Topeka residents have a new way to interact with the city's public officials: a virtual town hall web-site that allows citizens to communicate directly with city leaders online. Mayor Larry Wolgast spearheaded the project to make government more transparent, accessible and responsive.

Powered by MindMixer, a civic-minded tech start-up, the site's chat forums are interactive real-time discussions about local issues among members of the community and city officials. Often, city leaders pose questions to prompt a virtual dialogue: How would you rate your feeling of safety? For every $1,000 of community funds, how would you divvy up the money? Do you support proposed utility rate increases? Putting the forums online is aimed at giving more people — from busy working parents to tech-savvy seniors — a chance to engage without having to travel or attend an in-person forum.
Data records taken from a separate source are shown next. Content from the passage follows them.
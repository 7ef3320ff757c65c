use chrono::{DateTime, NaiveDate, Utc};

use crate::schedule::absence::{Absence, AbsenceRequest};
use crate::schedule::directory::{User, find_user};

/// Full names of other users holding a pending or approved absence that
/// intersects `[start, end]`, deduplicated in first-seen order.
pub fn find_overlaps(
    start: NaiveDate,
    end: NaiveDate,
    exclude_user_id: &str,
    absences: &[Absence],
    users: &[User],
) -> Vec<String> {
    let mut names: Vec<String> = Vec::new();

    for absence in absences
        .iter()
        .filter(|a| a.status.blocks_dates() && a.user_id != exclude_user_id)
        .filter(|a| a.overlaps(start, end))
    {
        let Some(user) = find_user(users, &absence.user_id) else {
            tracing::warn!("Absence {} references unknown user {}", absence.id, absence.user_id);
            continue;
        };
        if !names.contains(&user.full_name) {
            names.push(user.full_name.clone());
        }
    }

    names
}

/// Outcome of checking a request against existing absences. A plan with
/// overlaps should be shown to the requester before it is confirmed; the
/// resulting absence then waits for an administrator.
#[derive(Debug, Clone, PartialEq)]
pub struct AbsencePlan {
    pub request: AbsenceRequest,
    pub overlapping_users: Vec<String>,
}

impl AbsencePlan {
    pub fn requires_approval(&self) -> bool {
        !self.overlapping_users.is_empty()
    }

    pub fn confirm(self, id: String, created_at: DateTime<Utc>, vacation_label: &str) -> Absence {
        let requires_approval = self.requires_approval();
        if requires_approval {
            tracing::info!(
                "Absence {} for {} overlaps with {}; queued for approval",
                id,
                self.request.user_id,
                self.overlapping_users.join(", ")
            );
        }
        self.request
            .into_absence(id, created_at, requires_approval, vacation_label)
    }
}

pub fn plan_absence(request: AbsenceRequest, absences: &[Absence], users: &[User]) -> AbsencePlan {
    let overlapping_users = find_overlaps(
        request.start_date,
        request.end_date,
        &request.user_id,
        absences,
        users,
    );
    AbsencePlan {
        request,
        overlapping_users,
    }
}

#[cfg(test)]
mod tests {
    use super::*;
    use crate::schedule::absence::fixtures::absence;
    use crate::schedule::absence::{AbsenceKind, AbsenceStatus};
    use crate::schedule::appointment::fixtures::date;
    use crate::schedule::directory::UserRole;
    use proptest::prelude::*;

    fn user(id: &str, name: &str) -> User {
        User {
            id: id.to_string(),
            username: id.to_string(),
            full_name: name.to_string(),
            role: UserRole::Worker,
        }
    }

    fn staff() -> Vec<User> {
        vec![user("a", "Anna Berg"), user("b", "Bernd Kraus"), user("c", "Clara Vogt")]
    }

    #[test]
    fn touching_pending_absence_is_reported() {
        let absences = vec![absence("x", "b", date(2024, 6, 12), date(2024, 6, 15), AbsenceStatus::Pending)];

        let names = find_overlaps(date(2024, 6, 10), date(2024, 6, 12), "a", &absences, &staff());

        assert_eq!(names, vec!["Bernd Kraus"]);
    }

    #[test]
    fn rejected_absences_do_not_count() {
        let absences = vec![absence("x", "b", date(2024, 6, 10), date(2024, 6, 15), AbsenceStatus::Rejected)];

        let names = find_overlaps(date(2024, 6, 10), date(2024, 6, 12), "a", &absences, &staff());

        assert!(names.is_empty());
    }

    #[test]
    fn own_absences_are_excluded() {
        let absences = vec![absence("x", "a", date(2024, 6, 10), date(2024, 6, 15), AbsenceStatus::Approved)];

        let names = find_overlaps(date(2024, 6, 10), date(2024, 6, 12), "a", &absences, &staff());

        assert!(names.is_empty());
    }

    #[test]
    fn names_are_deduplicated_in_first_seen_order() {
        let absences = vec![
            absence("1", "c", date(2024, 6, 11), date(2024, 6, 11), AbsenceStatus::Approved),
            absence("2", "b", date(2024, 6, 1), date(2024, 6, 30), AbsenceStatus::Pending),
            absence("3", "c", date(2024, 6, 12), date(2024, 6, 13), AbsenceStatus::Pending),
        ];

        let names = find_overlaps(date(2024, 6, 10), date(2024, 6, 12), "a", &absences, &staff());

        assert_eq!(names, vec!["Clara Vogt", "Bernd Kraus"]);
    }

    #[test]
    fn unknown_users_are_skipped() {
        let absences = vec![absence("x", "ghost", date(2024, 6, 10), date(2024, 6, 15), AbsenceStatus::Approved)];

        assert!(find_overlaps(date(2024, 6, 10), date(2024, 6, 12), "a", &absences, &staff()).is_empty());
    }

    #[test]
    fn plan_without_overlap_is_auto_approved() {
        let request = AbsenceRequest::new("a", date(2024, 6, 10), Some(date(2024, 6, 12)), AbsenceKind::Vacation).unwrap();

        let plan = plan_absence(request, &[], &staff());
        assert!(!plan.requires_approval());

        let absence = plan.confirm("abs-1".to_string(), Utc::now(), "Vacation");
        assert_eq!(absence.status, AbsenceStatus::Approved);
        assert!(!absence.requires_approval);
    }

    #[test]
    fn plan_with_overlap_waits_for_approval() {
        let existing = vec![absence("x", "b", date(2024, 6, 12), date(2024, 6, 15), AbsenceStatus::Pending)];
        let request = AbsenceRequest::new("a", date(2024, 6, 10), Some(date(2024, 6, 12)), AbsenceKind::Vacation).unwrap();

        let plan = plan_absence(request, &existing, &staff());
        assert_eq!(plan.overlapping_users, vec!["Bernd Kraus"]);

        let absence = plan.confirm("abs-1".to_string(), Utc::now(), "Vacation");
        assert_eq!(absence.status, AbsenceStatus::Pending);
        assert!(absence.requires_approval);
    }

    proptest! {
        #[test]
        fn overlap_matches_closed_interval_test(a in 0i64..60, len1 in 0i64..10, c in 0i64..60, len2 in 0i64..10) {
            let base = date(2024, 1, 1);
            let (start, end) = (base + chrono::Duration::days(a), base + chrono::Duration::days(a + len1));
            let (other_start, other_end) = (base + chrono::Duration::days(c), base + chrono::Duration::days(c + len2));
            let absences = vec![absence("x", "b", other_start, other_end, AbsenceStatus::Approved)];

            let reported = !find_overlaps(start, end, "a", &absences, &staff()).is_empty();

            prop_assert_eq!(reported, start <= other_end && other_start <= end);
        }
    }
}
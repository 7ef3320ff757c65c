use chrono::NaiveTime;
use serde::{Deserialize, Serialize};
use std::path::PathBuf;
use thiserror::Error;

use crate::schedule::date_format::parse_clock_time;

#[derive(Debug, Error)]
pub enum ConfigError {
    #[error("Failed to read config file: {0}")]
    ReadError(#[from] std::io::Error),
    #[error("Failed to parse config: {0}")]
    ParseError(#[from] toml::de::Error),
    #[error("Failed to serialize config: {0}")]
    SerializeError(#[from] toml::ser::Error),
    #[error("Invalid clock time '{value}' for {field}")]
    InvalidTime { field: &'static str, value: String },
}

#[derive(Debug, Clone, Serialize, Deserialize, PartialEq)]
pub struct Config {
    pub schedule: ScheduleConfig,
    pub labels: DisplayLabels,
    pub storage: StorageConfig,
}

#[derive(Debug, Clone, Serialize, Deserialize, PartialEq)]
pub struct ScheduleConfig {
    pub default_start: String,
    pub default_end: String,
}

/// Fallback texts and colors used when a record lacks display data.
#[derive(Debug, Clone, Serialize, Deserialize, PartialEq)]
pub struct DisplayLabels {
    pub unassigned_task: String,
    pub unknown_vehicle: String,
    pub unknown_worker: String,
    pub vacation: String,
    pub absence_color: String,
    pub default_vehicle_color: String,
}

#[derive(Debug, Clone, Serialize, Deserialize, PartialEq)]
pub struct StorageConfig {
    pub database: PathBuf,
}

impl ScheduleConfig {
    pub fn working_hours(&self) -> Result<(NaiveTime, NaiveTime), ConfigError> {
        let start = parse_clock_time(&self.default_start).map_err(|_| ConfigError::InvalidTime {
            field: "schedule.default_start",
            value: self.default_start.clone(),
        })?;
        let end = parse_clock_time(&self.default_end).map_err(|_| ConfigError::InvalidTime {
            field: "schedule.default_end",
            value: self.default_end.clone(),
        })?;
        Ok((start, end))
    }
}

impl Default for ScheduleConfig {
    fn default() -> Self {
        Self {
            default_start: "08:00".to_string(),
            default_end: "16:00".to_string(),
        }
    }
}

impl Default for DisplayLabels {
    fn default() -> Self {
        Self {
            unassigned_task: "No job".to_string(),
            unknown_vehicle: "Unknown vehicle".to_string(),
            unknown_worker: "Worker".to_string(),
            vacation: "Vacation".to_string(),
            absence_color: "#9ca3af".to_string(),
            default_vehicle_color: "#3b82f6".to_string(),
        }
    }
}

impl Config {
    pub fn from_toml(content: &str) -> Result<Self, ConfigError> {
        let config: Self = toml::from_str(content)?;
        config.schedule.working_hours()?;
        Ok(config)
    }

    pub fn load_or_create() -> Result<Self, ConfigError> {
        let config_path = Self::config_path();

        if config_path.exists() {
            let content = std::fs::read_to_string(&config_path)?;
            Self::from_toml(&content)
        } else {
            let config = Self::default();
            config.save()?;
            tracing::info!("Wrote default config to {}", config_path.display());
            Ok(config)
        }
    }

    pub fn config_dir() -> PathBuf {
        dirs::config_dir()
            .unwrap_or_else(|| PathBuf::from("."))
            .join("dispatch-planner")
    }

    pub fn config_path() -> PathBuf {
        Self::config_dir().join("config.toml")
    }

    pub fn save(&self) -> Result<(), ConfigError> {
        let config_path = Self::config_path();

        if let Some(parent) = config_path.parent() {
            std::fs::create_dir_all(parent)?;
        }

        let content = toml::to_string_pretty(self)?;
        std::fs::write(&config_path, content)?;

        Ok(())
    }
}

impl Default for Config {
    fn default() -> Self {
        Self {
            schedule: ScheduleConfig::default(),
            labels: DisplayLabels::default(),
            storage: StorageConfig {
                database: Self::config_dir().join("schedule.db"),
            },
        }
    }
}
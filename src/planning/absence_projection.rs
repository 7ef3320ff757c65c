use crate::schedule::absence::{Absence, AbsenceStatus};
use crate::schedule::appointment::{Appointment, ScheduleSlot};
use crate::schedule::directory::{User, find_user};
use crate::storage::config::DisplayLabels;

pub const ABSENCE_ID_PREFIX: &str = "absence_";

pub fn is_projected_absence(appointment: &Appointment) -> bool {
    appointment.id.starts_with(ABSENCE_ID_PREFIX)
}

/// Calendar entries standing in for approved absences, one all-day entry per
/// absent day. Multi-day absences are grouped like real multi-day work so the
/// span resolver draws them as bars. Ids derive from the absence id, so the
/// output is identical for identical input.
pub fn project_absences(absences: &[Absence], users: &[User], labels: &DisplayLabels) -> Vec<Appointment> {
    let mut projected = Vec::new();

    for absence in absences.iter().filter(|a| a.status == AbsenceStatus::Approved) {
        let worker = find_user(users, &absence.user_id)
            .map_or(labels.unknown_worker.as_str(), |u| u.full_name.as_str());
        let title = format!("{} - {}", worker, absence.reason);

        let entry = |id: String, day| Appointment {
            id,
            title: title.clone(),
            location: title.clone(),
            address: String::new(),
            customer_name: String::new(),
            notes: absence.reason.clone(),
            workers: vec![absence.user_id.clone()],
            vehicle_id: None,
            equipment: String::new(),
            slot: ScheduleSlot::AllDay(day),
            color: labels.absence_color.clone(),
            multi_day_group_id: None,
            is_first_day: false,
            is_last_day: false,
            job_group_id: None,
        };

        if absence.is_single_day() {
            projected.push(entry(format!("{}{}", ABSENCE_ID_PREFIX, absence.id), absence.start_date));
            continue;
        }

        let group_id = format!("{}multi_{}", ABSENCE_ID_PREFIX, absence.id);
        let last_index = absence.duration_days() - 1;
        for (index, day) in absence.days().enumerate() {
            let mut apt = entry(format!("{}{}_{}", ABSENCE_ID_PREFIX, absence.id, index), day);
            apt.multi_day_group_id = Some(group_id.clone());
            apt.is_first_day = index == 0;
            apt.is_last_day = index as i64 == last_index;
            projected.push(apt);
        }
    }

    projected
}

/// Real appointments followed by projected absences, as the calendar views
/// consume them.
pub fn calendar_entries(
    appointments: &[Appointment],
    absences: &[Absence],
    users: &[User],
    labels: &DisplayLabels,
) -> Vec<Appointment> {
    let mut entries = appointments.to_vec();
    entries.extend(project_absences(absences, users, labels));
    entries
}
Learn more: Website for the City of Topeka
Summary published June 2016


Wilmington, Delaware

Mayor Dennis P. Williams (Term: 2013)
Wilmington Awards

Every year, the city of Wilmington celebrates the community engagement of local residents with The Wilmington Awards, a recognition program established by Mayor Dennis Williams. The awards are presented to individuals of all ages who have excelled in the arts, business, educa­tion, athletics, environment, health or science as well as those who have made significant contri­butions to the faith community and human and civil rights and through community service. In 2015 Williams created the annual Thomas L. Cottingham Good Samaritan Award for acts of bravery and kindness. The inaugural award went to a resident who gave his life protecting a woman and her baby from a knife-wielding attacker.